Member of the Tennessee Senate from the 4th district
- Incumbent
- Assumed office January 14, 2025
- Preceded by: Jon Lundberg

Personal details
- Born: Robert Harshbarger III January 31, 1985 (age 41)
- Party: Republican
- Spouse: Erin Harshbarger
- Children: 2
- Relatives: Diana Harshbarger (mother)
- Education: East Tennessee State University (BS) Mercer University (PharmD)
- Website: Senate website Campaign website

= Bobby Harshbarger =

Tennessee politician (born 1985)

Robert "Bobby" Harshbarger III (January 31, 1985) is a Tennessee politician and pharmacist. A member of the Republican party, he was elected to Tennessee's 4th Senate district in 2024 after defeating Independent candidate Dalia Price.

== Tennessee Senate ==
On August 1, 2024, Harshbarger defeated incumbent State Senator Jon Lundberg 52-48% in the fourth district.
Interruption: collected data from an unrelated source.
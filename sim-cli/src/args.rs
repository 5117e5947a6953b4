//! Command-line arguments.
//!
//! Each model takes its parameters positionally, all optional; a
//! missing parameter keeps the model preset's value.

use clap::{Args, Parser, Subcommand};
use sim_core::{
    Config,
    config::{ChainDepletion, Dimension, IndirectDepth, ReactionPolicy, SamplingPolicy},
    types::Status,
};

#[derive(Debug, Parser)]
#[command(name = "quench-sim")]
#[command(about = "Simulates quenching of a honeycomb emitter lattice")]
pub struct Cli {
    #[command(subcommand)]
    pub model: Model,

    /// Seed for the random number generator (OS entropy when omitted)
    #[arg(long, global = true)]
    pub seed: Option<u64>,

    /// Number of independent runs averaged into one curve
    #[arg(long, global = true, default_value_t = 1, value_parser = clap::value_parser!(u32).range(1..))]
    pub runs: u32,

    /// Print every n-th record
    #[arg(long, global = true, default_value_t = 10, value_parser = clap::value_parser!(u64).range(1..))]
    pub every: u64,
}

#[derive(Debug, Subcommand)]
pub enum Model {
    /// Single layer, quenched in one hit
    Planar(PlanarArgs),
    /// Stacked layers, quenched in one hit, in-plane quenchers
    Layered(LayeredArgs),
    /// Stacked layers with chain-linked first layer and two-stage quenchers
    Chain(ChainArgs),
}

impl Model {
    pub const fn name(&self) -> &'static str {
        match self {
            Model::Planar(_) => "planar",
            Model::Layered(_) => "layered",
            Model::Chain(_) => "chain",
        }
    }
}

#[derive(Debug, Args)]
pub struct PlanarArgs {
    /// Sites per row and rows per layer
    pub width: Option<usize>,
    /// Emitter radius
    pub radius: Option<f64>,
    /// Effective distance of a quencher
    pub effect_d: Option<f64>,
    /// Distance between adjacent emitters
    pub step_x: Option<f64>,
    /// Initial activation rate in percent
    pub act_rate: Option<f64>,
    /// Number of quenchers
    pub num_q: Option<u64>,
}

#[derive(Debug, Args)]
pub struct LayeredArgs {
    /// Sites per row and rows per layer
    pub width: Option<usize>,
    /// Number of layers
    pub layer: Option<usize>,
    /// Emitter radius
    pub radius: Option<f64>,
    /// Effective distance of a quencher
    pub effect_d: Option<f64>,
    /// Distance between adjacent emitters
    pub step_x: Option<f64>,
    /// Distance between layers
    pub step_z: Option<f64>,
    /// Initial activation rate in percent
    pub act_rate: Option<f64>,
    /// Number of quenchers (direct-stage quenchers for the chain model)
    pub num_q: Option<u64>,
}

#[derive(Debug, Args)]
pub struct ChainArgs {
    #[command(flatten)]
    pub layered: LayeredArgs,

    /// Indirect-stage quenchers (defaults to NUM_Q)
    #[arg(long)]
    pub indirect: Option<u64>,

    /// Draw a fresh y for indirect quenchers instead of reusing the last direct one
    #[arg(long)]
    pub fresh_y: bool,

    /// Draw indirect quenchers from the band just past the effective distance
    #[arg(long)]
    pub below_reach: bool,

    /// Deplete chain-linked sites on every reaction, not only the first
    #[arg(long)]
    pub progressive: bool,

    /// Status of an untouched chain-linked site
    #[arg(long, default_value_t = Status::CHAIN_LINKED.value())]
    pub chain: u32,
}

impl Cli {
    pub fn config(&self) -> Config {
        match &self.model {
            Model::Planar(a) => a.apply(Config::planar()),
            Model::Layered(a) => a.apply(Config::layered()),
            Model::Chain(a) => a.apply(Config::chain()),
        }
    }
}

fn percent(rate: f64) -> f64 {
    rate / 100.0
}

impl PlanarArgs {
    fn apply(&self, mut cfg: Config) -> Config {
        cfg.width = self.width.unwrap_or(cfg.width);
        cfg.radius = self.radius.unwrap_or(cfg.radius);
        cfg.effect_d = self.effect_d.unwrap_or(cfg.effect_d);
        cfg.step_x = self.step_x.unwrap_or(cfg.step_x);
        cfg.activation_rate = self.act_rate.map_or(cfg.activation_rate, percent);
        if let Some(quenchers) = self.num_q {
            cfg.sampling = SamplingPolicy::SingleStage { quenchers };
        }
        cfg
    }
}

impl LayeredArgs {
    fn apply(&self, mut cfg: Config) -> Config {
        cfg.width = self.width.unwrap_or(cfg.width);
        cfg.dimension = Dimension::Layered {
            layers: self.layer.unwrap_or(cfg.dimension.layers()),
            step_z: self.step_z.unwrap_or(cfg.dimension.step_z()),
        };
        cfg.radius = self.radius.unwrap_or(cfg.radius);
        cfg.effect_d = self.effect_d.unwrap_or(cfg.effect_d);
        cfg.step_x = self.step_x.unwrap_or(cfg.step_x);
        cfg.activation_rate = self.act_rate.map_or(cfg.activation_rate, percent);
        if let (Some(quenchers), SamplingPolicy::SingleStage { .. }) = (self.num_q, cfg.sampling)
        {
            cfg.sampling = SamplingPolicy::SingleStage { quenchers };
        }
        cfg
    }
}

impl ChainArgs {
    fn apply(&self, cfg: Config) -> Config {
        let mut cfg = self.layered.apply(cfg);
        if let SamplingPolicy::TwoStage {
            direct, indirect, ..
        } = cfg.sampling
        {
            // Both stages take NUM_Q unless told otherwise.
            let indirect = match (self.indirect, self.layered.num_q) {
                (Some(n), _) | (None, Some(n)) => n,
                (None, None) => indirect,
            };
            cfg.sampling = SamplingPolicy::TwoStage {
                direct: self.layered.num_q.unwrap_or(direct),
                indirect,
                reuse_previous_y: !self.fresh_y,
                depth: if self.below_reach {
                    IndirectDepth::BelowReach
                } else {
                    IndirectDepth::Adjacent
                },
            };
        }
        cfg.reaction = ReactionPolicy::Chain {
            linked_status: Status::new(self.chain),
            depletion: if self.progressive {
                ChainDepletion::Progressive
            } else {
                ChainDepletion::FirstHit
            },
        };
        cfg
    }
}
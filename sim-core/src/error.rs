//! Error types for the simulation engine.
//!
//! Invalid quencher placements are not errors: they are resampled inside
//! the driver and never surface here.

/// A run configuration that cannot produce a meaningful simulation.
#[derive(Debug, thiserror::Error)]
pub enum ConfigError {
    /// A lattice dimension is zero.
    #[error("{field} must be at least 1")]
    EmptyLattice { field: &'static str },

    /// A length parameter is non-finite or outside its allowed range.
    #[error("{field} is out of range: {value}")]
    OutOfRange { field: &'static str, value: f64 },

    /// The exclusion radius reaches past the effective distance, so an
    /// overlapping quencher would go unnoticed.
    #[error("radius {radius} exceeds effective distance {effect_d}")]
    RadiusExceedsReach { radius: f64, effect_d: f64 },

    /// The activation rate is not a probability.
    #[error("activation rate must lie in [0, 1], got {0}")]
    ActivationRate(f64),

    /// The chain constant would make chain-linked sites start inactive.
    #[error("chain constant must be positive")]
    ChainConstant,

    /// No emitter started active, so the quenched fraction is undefined.
    #[error("baseline active count is zero; no emitter started active")]
    NoActiveEmitters,
}

/// Errors returned by the simulation engine.
#[derive(Debug, thiserror::Error)]
pub enum SimError {
    #[error("invalid configuration: {0}")]
    Config(#[from] ConfigError),
}
use glam::DVec3;
use rand::{RngCore, SeedableRng, rngs::StdRng};
use sim_core::{
    Config, Simulation,
    config::{ChainDepletion, Dimension, IndirectDepth, ReactionPolicy, SamplingPolicy},
    curve::DecayCurve,
    emitter::{Emitter, Reach, Reaction},
    lattice::{Geometry, Lattice},
    reaction::{Evaluation, Quencher, Rules, evaluate},
    types::Status,
};

/// Always draws 0.5.
struct HalfRng;

impl RngCore for HalfRng {
    fn next_u32(&mut self) -> u32 {
        1 << 31
    }

    fn next_u64(&mut self) -> u64 {
        1 << 63
    }

    fn fill_bytes(&mut self, dst: &mut [u8]) {
        dst.fill(0);
    }
}

fn planar_rules() -> Rules {
    Rules::from(&Config {
        width: 2,
        radius: 1.0,
        effect_d: 10.0,
        step_x: 6.1,
        activation_rate: 1.0,
        ..Config::planar()
    })
}

#[test]
fn planar_reference_lattice() {
    let lattice = Lattice::generate(
        Geometry::planar(2, 6.1),
        1.0,
        &ReactionPolicy::Simple,
        &mut HalfRng,
    );
    let expected = [
        DVec3::new(0.0, 0.0, 0.0),
        DVec3::new(6.1, 0.0, 0.0),
        DVec3::new(3.05, 5.283, 0.0),
        DVec3::new(9.15, 5.283, 0.0),
    ];
    for (e, p) in lattice.emitters.iter().zip(expected) {
        assert!(e.pos.distance(p) < 1e-3, "{:?} != {:?}", e.pos, p);
    }

    let mut lattice = lattice;
    let rules = planar_rules();
    let on_site = Quencher::new(DVec3::ZERO, 1);
    let far = Quencher::new(DVec3::new(100.0, 100.0, 0.0), 1);
    assert_eq!(evaluate(&mut lattice, &on_site, &rules), Evaluation::Invalid);
    assert_eq!(evaluate(&mut lattice, &far, &rules), Evaluation::Active(4));
}

#[test]
fn planar_baseline_matches_reference() {
    let cfg = Config {
        width: 2,
        ..Config::planar()
    };
    let sim = Simulation::new(&cfg, &mut HalfRng).unwrap();
    assert_eq!(sim.baseline(), 4);
    assert_eq!(sim.lattice().len(), 4);
}

#[test]
fn chain_site_depleted_twice_ends_at_zero() {
    let policy = ReactionPolicy::Chain {
        linked_status: Status::CHAIN_LINKED,
        depletion: ChainDepletion::Progressive,
    };
    let reach = Reach {
        effect_d: 5.0,
        radius: 1.0,
    };
    let mut e = Emitter::spawn(DVec3::ZERO, 0, 1.0, &policy, &mut HalfRng);
    assert_eq!(e.status, Status::CHAIN_LINKED);

    assert_eq!(
        e.react(DVec3::new(2.0, 0.0, 0.0), 2, &reach, &policy),
        Reaction::Status(Status::ACTIVE)
    );
    assert_eq!(
        e.react(DVec3::new(0.0, 2.0, 0.0), 1, &reach, &policy),
        Reaction::Status(Status::INACTIVE)
    );
}

#[test]
fn evaluate_is_invalid_only_inside_a_radius() {
    let mut rng = StdRng::seed_from_u64(11);
    let cfg = Config {
        width: 8,
        ..Config::layered()
    };
    let rules = Rules::from(&cfg);
    let mut lattice = Lattice::from_config(&cfg, &mut rng);
    let initial = lattice.active_count();

    for i in 0..200 {
        let pos = DVec3::new(i as f64 * 0.37 % 45.0, i as f64 * 0.71 % 40.0, 0.0);
        let inside = lattice
            .emitters
            .iter()
            .any(|e| e.pos.distance(pos) <= cfg.radius);
        match evaluate(&mut lattice, &Quencher::new(pos, 1), &rules) {
            Evaluation::Invalid => assert!(inside, "{pos:?}"),
            Evaluation::Active(n) => {
                assert!(!inside, "{pos:?}");
                assert!(n <= initial);
            }
        }
    }
}

#[test]
fn every_model_produces_its_target_length() {
    let configs = [
        Config {
            width: 12,
            sampling: SamplingPolicy::SingleStage { quenchers: 60 },
            ..Config::planar()
        },
        Config {
            width: 12,
            sampling: SamplingPolicy::SingleStage { quenchers: 60 },
            ..Config::layered()
        },
        Config {
            width: 12,
            dimension: Dimension::Layered {
                layers: 3,
                step_z: 6.5,
            },
            sampling: SamplingPolicy::TwoStage {
                direct: 10,
                indirect: 50,
                reuse_previous_y: false,
                depth: IndirectDepth::BelowReach,
            },
            ..Config::chain()
        },
    ];

    for cfg in configs {
        let mut rng = StdRng::seed_from_u64(5);
        let trace = sim_core::run(&cfg, &mut rng).unwrap();
        assert_eq!(trace.len() as u64, cfg.sampling.target(), "{cfg:?}");
        assert_eq!(trace.stats.accepted, cfg.sampling.target());
        for (i, r) in trace.records.iter().enumerate() {
            assert_eq!(r.quencher, i as u64 + 1);
        }
    }
}

#[test]
fn repeated_runs_average_into_a_curve() {
    let cfg = Config {
        width: 10,
        activation_rate: 0.9,
        sampling: SamplingPolicy::SingleStage { quenchers: 30 },
        ..Config::planar()
    };
    let mut rng = StdRng::seed_from_u64(99);
    let mut curve = DecayCurve::with_len(30);
    for _ in 0..4 {
        let trace = sim_core::run(&cfg, &mut rng).unwrap();
        curve.add_trace(&trace);
    }

    assert!(curve.count.iter().all(|&c| c == 4));
    let points: Vec<_> = curve.points().collect();
    assert_eq!(points.len(), 30);
    for pair in points.windows(2) {
        assert!(pair[1].2 >= pair[0].2);
    }
}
He went on to win the general election in November by nearly 54 points.

== Personal life ==
Harshbarger was born on January 31, 1985. His mother is U.S. Representative Diana Harshbarger of . Harshbarger completed his Bachelor of Science degree at East Tennessee State University and his Doctor of Pharmacy at Mercer University College of Pharmacy and Health Sciences.